本文根據美團基礎架構部服務治理團隊工程師郭繼東在2019 QCon（全球軟體開發大會）上的演講內容整理而成，主要闡述美團大規模治理體系結合 Service Mesh 演進的探索實踐，希望對從事此領域的同學有所幫助。

一、OCTO 現狀分析

OCTO 是美團標準化的服務治理基礎設施，治理能力統一、效能及易用性表現優異、治理能力生態豐富，已廣泛應用於美團各事業線。關於 OCTO 的現狀，可整體概括為：

• 已成為美團高度統一的服務治理技術棧，覆蓋了公司90%的應用，日均呼叫超萬億次。

• 經歷過大規模的技術考驗，覆蓋數萬個服務/數十萬個節點。

• 協同周邊治理生態提供的治理能力較為豐富，包含但不限於 SET 化、鏈路級複雜路由、全鏈路壓測、鑑權加密、限流熔斷等治理能力。

• 一套系統支撐著多元業務，覆蓋公司所有事業線。

目前美團已經具備了相對完善的治理體系，但仍有較多的痛點及挑戰：

• 對多語言支援不夠好。美團技術棧使用的語言主要是 Java，佔比到達80%以上，上面介紹的諸多治理能力也集中在 Java 體系。但美團同時還有其他近10種後臺服務語言在使用，這些語言的治理生態均十分薄弱，同時在多元業務的模式下必然會有增長的多語言需求，為每一種語言都建設一套完善的治理體系成本很高，也不太可能落地。

• 中介軟體和業務繫結在一起，制約著彼此迭代。一般來說，核心的治理能力主要由通訊框架承載，雖然做到了邏輯隔離，但中介軟體的邏輯不可避免會和業務在物理上耦合在一起。這種模式下，中介軟體引入Bug需要所有業務配合升級，這對業務的研發效率也會造成損害；新特性的釋出也依賴業務逐個升級，不具備自主的控制能力。

• 異構治理體系技術融合成本很高。

• 治理決策比較分散。每個節點只能根據自己的狀態進行決策，無法與其他節點協同仲裁。

針對以上痛點，我們考慮依託於 Service Mesh 解決。Service Mesh 模式下會為每個業務例項部署一個 Sidecar 代理，所有進出應用的業務流量統一由 Sidecar 承載，同時服務治理的工作也主要由 Sidecar 執行，而所有的 Sidecar 由統一的中心化控制大腦控制面來進行全域性管控。這種模式如何解決上述四個問題的呢？
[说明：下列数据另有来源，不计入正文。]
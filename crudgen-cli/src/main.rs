//! crudgen CLI tool

#![forbid(unsafe_code)]
#![deny(clippy::all, clippy::pedantic, clippy::nursery)]
#![warn(clippy::cargo)]
#![allow(clippy::multiple_crate_versions)]

mod commands;

use anyhow::Result;
use clap::{Parser, Subcommand};
use commands::{GenerateCommand, InspectCommand};
use crudgen_cli_lib::observability;
use std::process::ExitCode;

#[derive(Parser)]
#[command(name = "crudgen")]
#[command(version)]
#[command(about = "Generate Go CRUD data-access functions from struct metadata", long_about = None)]
struct Cli {
    /// Increase log verbosity (-v debug, -vv trace)
    #[arg(short, long, action = clap::ArgAction::Count, global = true)]
    verbose: u8,

    #[command(subcommand)]
    command: Commands,
}

#[derive(Subcommand)]
enum Commands {
    /// Generate CRUD functions for a record type
    Generate(GenerateCommand),
    /// Show how a record's fields are classified
    Inspect(InspectCommand),
}

fn main() -> Result<ExitCode> {
    let cli = Cli::parse();
    observability::init(cli.verbose)?;

    match cli.command {
        Commands::Generate(cmd) => {
            if !cmd.execute()? {
                return Ok(ExitCode::from(2));
            }
        }
        Commands::Inspect(cmd) => {
            cmd.execute()?;
        }
    }

    Ok(ExitCode::SUCCESS)
}
//! Generator configuration
//!
//! Settings are loaded from multiple sources with clear precedence:
//!
//! 1. Environment variables (highest priority, `CRUDGEN_` prefix, `__` for nesting)
//! 2. An explicit file, or `./crudgen.toml` when none is given
//! 3. Hardcoded defaults (fallback)
//!
//! # Example Configuration
//!
//! ```toml
//! # crudgen.toml
//! operations = ["create", "get", "list"]
//! package = "store"
//! table = "foos"
//! primary_field = "ID"
//! soft_delete_field = "DeletedAt"
//! read_fields = ["ID", "Name"]
//! skip_suffix = false
//! format = "check"
//! parallel = false
//! ```

use crate::classify::Overrides;
use crate::error::Result;
use crate::render::Operation;
use figment::{
    providers::{Env, Format, Serialized, Toml},
    Figment,
};
use serde::{Deserialize, Serialize};
use std::path::{Path, PathBuf};

/// Default configuration file, relative to the working directory
pub const DEFAULT_CONFIG_FILE: &str = "crudgen.toml";

/// Environment variable prefix
pub const ENV_PREFIX: &str = "CRUDGEN_";

/// Final formatting step applied to assembled source
#[derive(Debug, Clone, Copy, PartialEq, Eq, Default, Serialize, Deserialize)]
#[serde(rename_all = "lowercase")]
pub enum FormatMode {
    /// Structural check plus whitespace normalization
    #[default]
    Check,
    /// Emit the assembled text as is
    None,
}

/// Everything one generation run can be configured with
#[derive(Debug, Clone, PartialEq, Eq, Serialize, Deserialize)]
#[serde(default)]
pub struct GeneratorSettings {
    /// Operations to generate, in output order
    pub operations: Vec<Operation>,
    /// Package name for the output, defaults to the record's package
    pub package: Option<String>,
    /// Table name, defaults to the record name
    pub table: Option<String>,
    /// Fields used by read operations
    pub read_fields: Option<Vec<String>>,
    /// Fields used by write operations
    pub write_fields: Option<Vec<String>>,
    /// Primary key field, defaults to `ID` if present
    pub primary_field: Option<String>,
    /// Soft-delete field, defaults to `DeletedAt` if present
    pub soft_delete_field: Option<String>,
    /// Omit the record name from generated function names
    pub skip_suffix: bool,
    /// Final formatting step
    pub format: FormatMode,
    /// Render operations on separate threads
    pub parallel: bool,
}

impl Default for GeneratorSettings {
    fn default() -> Self {
        Self {
            operations: Operation::ALL.to_vec(),
            package: None,
            table: None,
            read_fields: None,
            write_fields: None,
            primary_field: None,
            soft_delete_field: None,
            skip_suffix: false,
            format: FormatMode::Check,
            parallel: false,
        }
    }
}

impl GeneratorSettings {
    /// Load settings from `./crudgen.toml` (if present) and the environment
    ///
    /// # Errors
    ///
    /// Returns an error if the file contains invalid TOML or a value has the
    /// wrong type.
    pub fn load() -> Result<Self> {
        let local = PathBuf::from(DEFAULT_CONFIG_FILE);
        Self::figment(local.exists().then_some(local.as_path()))
    }

    /// Load settings from `path` and the environment
    ///
    /// # Errors
    ///
    /// Returns an error if the file contains invalid TOML or a value has the
    /// wrong type. A missing file contributes nothing.
    pub fn load_from(path: impl AsRef<Path>) -> Result<Self> {
        Self::figment(Some(path.as_ref()))
    }

    fn figment(file: Option<&Path>) -> Result<Self> {
        let mut figment = Figment::new().merge(Serialized::defaults(Self::default()));
        if let Some(file) = file {
            figment = figment.merge(Toml::file(file));
        }
        figment = figment.merge(Env::prefixed(ENV_PREFIX).split("__"));

        Ok(figment.extract()?)
    }

    /// Classifier overrides carried by these settings
    #[must_use]
    pub fn overrides(&self) -> Overrides {
        Overrides {
            table: self.table.clone(),
            read_fields: self.read_fields.clone(),
            write_fields: self.write_fields.clone(),
            primary_field: self.primary_field.clone(),
            soft_delete_field: self.soft_delete_field.clone(),
            skip_suffix: self.skip_suffix,
        }
    }

    /// Requested operations without repeats, first occurrence kept
    #[must_use]
    pub fn unique_operations(&self) -> Vec<Operation> {
        let mut seen = Vec::with_capacity(self.operations.len());
        for op in &self.operations {
            if !seen.contains(op) {
                seen.push(*op);
            }
        }
        seen
    }
}
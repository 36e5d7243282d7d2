//! SQL statement text
//!
//! PostgreSQL dialect with `$n` placeholders. Column lists arrive already in
//! ordinal order; nothing here reorders them.

use crate::state::placeholders;

fn list(columns: &[String]) -> String {
    columns.join(", ")
}

/// `SELECT <columns> FROM <table>`
#[must_use]
pub fn select(columns: &[String], table: &str) -> String {
    format!("SELECT {} FROM {table}", list(columns))
}

/// `<column> IS NULL`
#[must_use]
pub fn is_null(column: &str) -> String {
    format!("{column} IS NULL")
}

/// `<column> = $<index>`
#[must_use]
pub fn equals(column: &str, index: usize) -> String {
    format!("{column} = ${index}")
}

/// `WHERE <primary> = $<index>[ AND <soft delete> IS NULL]`
#[must_use]
pub fn where_primary(primary: &str, index: usize, soft_delete: Option<&str>) -> String {
    let mut clause = format!("WHERE {}", equals(primary, index));
    if let Some(column) = soft_delete {
        clause.push_str(" AND ");
        clause.push_str(&is_null(column));
    }
    clause
}

fn returning(columns: &[String]) -> String {
    if columns.is_empty() {
        String::new()
    } else {
        format!(" RETURNING {}", list(columns))
    }
}

/// `INSERT INTO <table> (<columns>) VALUES ($1..$n) RETURNING <returning>`
///
/// An empty column list inserts `DEFAULT VALUES`.
#[must_use]
pub fn insert(table: &str, columns: &[String], returning_columns: &[String]) -> String {
    let values = if columns.is_empty() {
        "DEFAULT VALUES".to_string()
    } else {
        format!(
            "({}) VALUES ({})",
            list(columns),
            list(&placeholders(columns.len()))
        )
    };
    format!("INSERT INTO {table} {values}{}", returning(returning_columns))
}

/// `UPDATE <table> SET <c1> = $1, ... WHERE <primary> = $<n+1>... RETURNING ...`
#[must_use]
pub fn update(
    table: &str,
    columns: &[String],
    primary: &str,
    soft_delete: Option<&str>,
    returning_columns: &[String],
) -> String {
    let assignments: Vec<_> = columns
        .iter()
        .enumerate()
        .map(|(i, column)| equals(column, i + 1))
        .collect();
    format!(
        "UPDATE {table} SET {} {}{}",
        list(&assignments),
        where_primary(primary, columns.len() + 1, soft_delete),
        returning(returning_columns)
    )
}

/// Logical delete: `UPDATE <table> SET <sd> = NOW() WHERE <primary> = $1 AND <sd> IS NULL`
#[must_use]
pub fn soft_delete(table: &str, primary: &str, soft_delete: &str) -> String {
    format!(
        "UPDATE {table} SET {soft_delete} = NOW() {}",
        where_primary(primary, 1, Some(soft_delete))
    )
}

/// Physical delete: `DELETE FROM <table> WHERE <primary> = $1`
#[must_use]
pub fn delete(table: &str, primary: &str) -> String {
    format!("DELETE FROM {table} {}", where_primary(primary, 1, None))
}
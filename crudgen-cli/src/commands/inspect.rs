//! Show how a record's fields are classified

use anyhow::Result;
use clap::Args;
use console::style;
use crudgen::classify::FieldClassifier;
use crudgen::state::FieldRoles;
use crudgen_cli_lib::SourceArgs;

/// Print the primary, soft-delete, read and write role of every field
#[derive(Debug, Args)]
pub struct InspectCommand {
    #[command(flatten)]
    source: SourceArgs,
}

impl InspectCommand {
    /// Execute the inspect command
    ///
    /// # Errors
    ///
    /// Returns an error if the record cannot be loaded or an override names
    /// an unknown field.
    pub fn execute(&self) -> Result<()> {
        let settings = self.source.settings()?;
        let record = self.source.source()?.record(self.source.record.trim())?;
        let state = FieldClassifier::classify(record, &settings.overrides())?;

        println!(
            "\n{} {} (table {})\n",
            style("Record").bold(),
            style(state.roles.model()).cyan().bold(),
            style(state.roles.table()).yellow()
        );
        for line in role_lines(&state.roles) {
            println!("  {line}");
        }
        println!();
        Ok(())
    }
}

/// One unstyled line per field: name, column, type, then its roles
fn role_lines(roles: &FieldRoles) -> Vec<String> {
    let fields = roles.record().fields();
    let name_width = fields.iter().map(|f| f.name().len()).max().unwrap_or(0);
    let column_width = fields.iter().map(|f| f.column().len()).max().unwrap_or(0);

    fields
        .iter()
        .map(|f| {
            let i = f.ordinal();
            let mut tags = Vec::new();
            if roles.primary() == Some(i) {
                tags.push("primary");
            }
            if roles.soft_delete() == Some(i) {
                tags.push("soft-delete");
            }
            if roles.read().contains(&i) {
                tags.push("read");
            }
            if roles.write().contains(&i) {
                tags.push("write");
            }
            format!(
                "{:name_width$}  {:column_width$}  {}  [{}]",
                f.name(),
                f.column(),
                f.type_expr(),
                tags.join(", ")
            )
        })
        .collect()
}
• Service Mesh 模式下，各語言的通訊框架一般僅負責編解碼，而編解碼的邏輯往往是不變的。核心的治理功能（如路由、限流等）主要由 Sidecar 代理和控制大腦協同完成，從而實現一套治理體系，所有語言通用。

• 中介軟體易變的邏輯儘量下沉到 Sidecar 和控制大腦中，後續升級中介軟體基本不需要業務配合。SDK 主要包含很輕薄且不易變的邏輯，從而實現了業務和中介軟體的解耦。

• 新融入的異構技術體系可以透過輕薄的 SDK 接入美團治理體系（技術體系難相容，本質是它們各自有獨立的執行規範，在 Service Mesh 模式下執行規範核心內容就是控制面和Sidecar），目前美團線上也有這樣的案例。

• 控制大腦集中掌控了所有節點的資訊，進而可以做一些全域性最優的決策，比如服務預熱、根據負載動態調整路由等能力。

總結一下，在當前治理體系進行 Mesh 化改造可以進一步提升治理能力，美團也將 Mesh 化改造後的 OCTO 定義為下一代服務治理系統 OCTO2.0（內部名字是OCTO Mesh）。

二、技術選型及架構設計

2.1 OCTO Mesh 技術選型

美團的 Service Mesh 建設起步於2018年底，當時所面臨一個核心問題是整體方案最關鍵的考量應該關注哪幾個方面。在啟動設計階段時，我們有一個非常明確的意識：在大規模、同時治理能力豐富的前提下進行 Mesh 改造需要考慮的問題，與治理體系相對薄弱且期望依託於 Service Mesh 豐富治理能力的考量點，還是有非常大的差異的。總結下來，技術選型需要重點關注以下四個方面：

• OCTO 體系已經歷近5年的迭代，形成了一系列的標準與規範，進行 Service Mesh 改造治理體系架構的升級範圍會很大，在確保技術方案可以落地的同時，也要遮蔽技術升級或只需要業務做很低成本的改動。

• 治理能力不能減弱，在保證對齊的基礎上逐漸提供更精細化、更易用的運營能力。

• 能應對超大規模的挑戰，技術方案務必能確保支撐當前量級甚至當前N倍的增量，系統自身也不能成為整個治理體系的瓶頸。

• 儘量與社群保持親和，一定程度上與社群協同演進。

針對上述考量，我們選擇的方式是資料面基於 Envoy 二次開發，控制面自研為主。

資料面方面，當時 Envoy 有機會成為資料面的事實標準，同時 Filter 模式及 xDS 的設計對擴充套件比較友好，未來功能的豐富、效能最佳化也與標準關係較弱。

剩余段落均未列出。